In August 2010, the Lebanese Army clashed with the IDF when the former opened fire on an IDF patrol on the Israeli side of the UNIFIL-monitored blue line between the two countries. The exchange of fire resulted in the deaths of a senior IDF officer, four Lebanese soldiers and a civilian reporter.
Meanwhile, Prime Minister Benjamin Netanyahu may reverse a planned NIS 3 billion ($793 million) cut to the Defense Ministry budget, despite the Finance Ministry's vehement opposition. The Finance Ministry has long pushed for tighter regulation of the defense budget. The planned budget cut was recommended by the Trajtenberg Committee, which aims to shift government spending priorities without breaching the national budget. The Trajtenberg Committee was formed in response to the summer's social justice protest movement against the hardships facing the middle class in Israel. The Knesset is scheduled to hold a meeting next week on the report compiled by the Trajtenberg Committee, bringing the budget cuts back into discussion.
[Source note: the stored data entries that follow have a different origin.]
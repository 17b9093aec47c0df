use std::net::SocketAddr;
use std::sync::Arc;
use rollcall_backend::pipeline::embed::{FaceEmbedder, OnnxEmbedder};
use rollcall_backend::utils::config::Config;
use rollcall_backend::utils::logging;
use rollcall_backend::{db, AppPaths, AppState};
use tracing::info;

#[tokio::main]
async fn main() -> anyhow::Result<()> {
    logging::init();
    let cfg = Config::from_env();
    let paths = AppPaths::new(cfg.data.clone(), cfg.static_dir.clone());
    paths.ensure_dirs()?;

    let pool = db::create_pool(&paths.db_path, 8)?;
    let index = rollcall_backend::load_index(&pool)?;
    info!("loaded {} registered students from {:?}", index.len(), paths.db_path);

    let embedder = Arc::new(OnnxEmbedder::new(
        cfg.models_dir().join(&cfg.embed_model),
        cfg.embed_model_url.clone(),
        cfg.auto_download,
    ));
    // Load (and possibly download) the model in the background; requests
    // answer 503 until it is ready.
    {
        let embedder = embedder.clone();
        tokio::spawn(async move {
            if let Err(e) = embedder.initialize().await {
                tracing::error!("Failed to initialize embedding model: {}", e);
            }
        });
    }

    let embedder: Arc<dyn FaceEmbedder> = embedder;
    let state = Arc::new(AppState::new(paths, pool, cfg.threshold, embedder, index));
    info!("match threshold {:.2}", state.threshold);

    let app = rollcall_backend::api::routes::router(state.clone());
    let addr = SocketAddr::from(([0, 0, 0, 0], cfg.port));
    let listener = tokio::net::TcpListener::bind(&addr).await?;
    info!("listening" = %addr);
    axum::serve(listener, app).await?;
    Ok(())
}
Netanyahu remarked on the issue twice in as many days this week, hinting that everyone agreed that Israel needed to invest in its security. The prime minister's staff stated that Netanyahu refuses to deviate from the framework of the approved budget, and that the security of Israel's citizens is his utmost priority.
Speaking to Likud members on Monday, Netanyahu declared that he sees that issue as having three prongs "that define the key decisions we will have to make as a government": the global economic situation, Israel’s growing social demands, and the geopolitical shift in the region. "The only way to approach this three-way challenge is to exercise national responsibility and caution," he said. "The instability in the Middle East affects our defense budget. The implications of this instability must be considered together with all the other factors in efforts to maintain economic responsibility."
Defense Minister Ehud Barak said Monday at an Independence party meeting that while social justice was important, everyone understood Israel's urgent security needs. He voiced hope that the government would "act appropriately."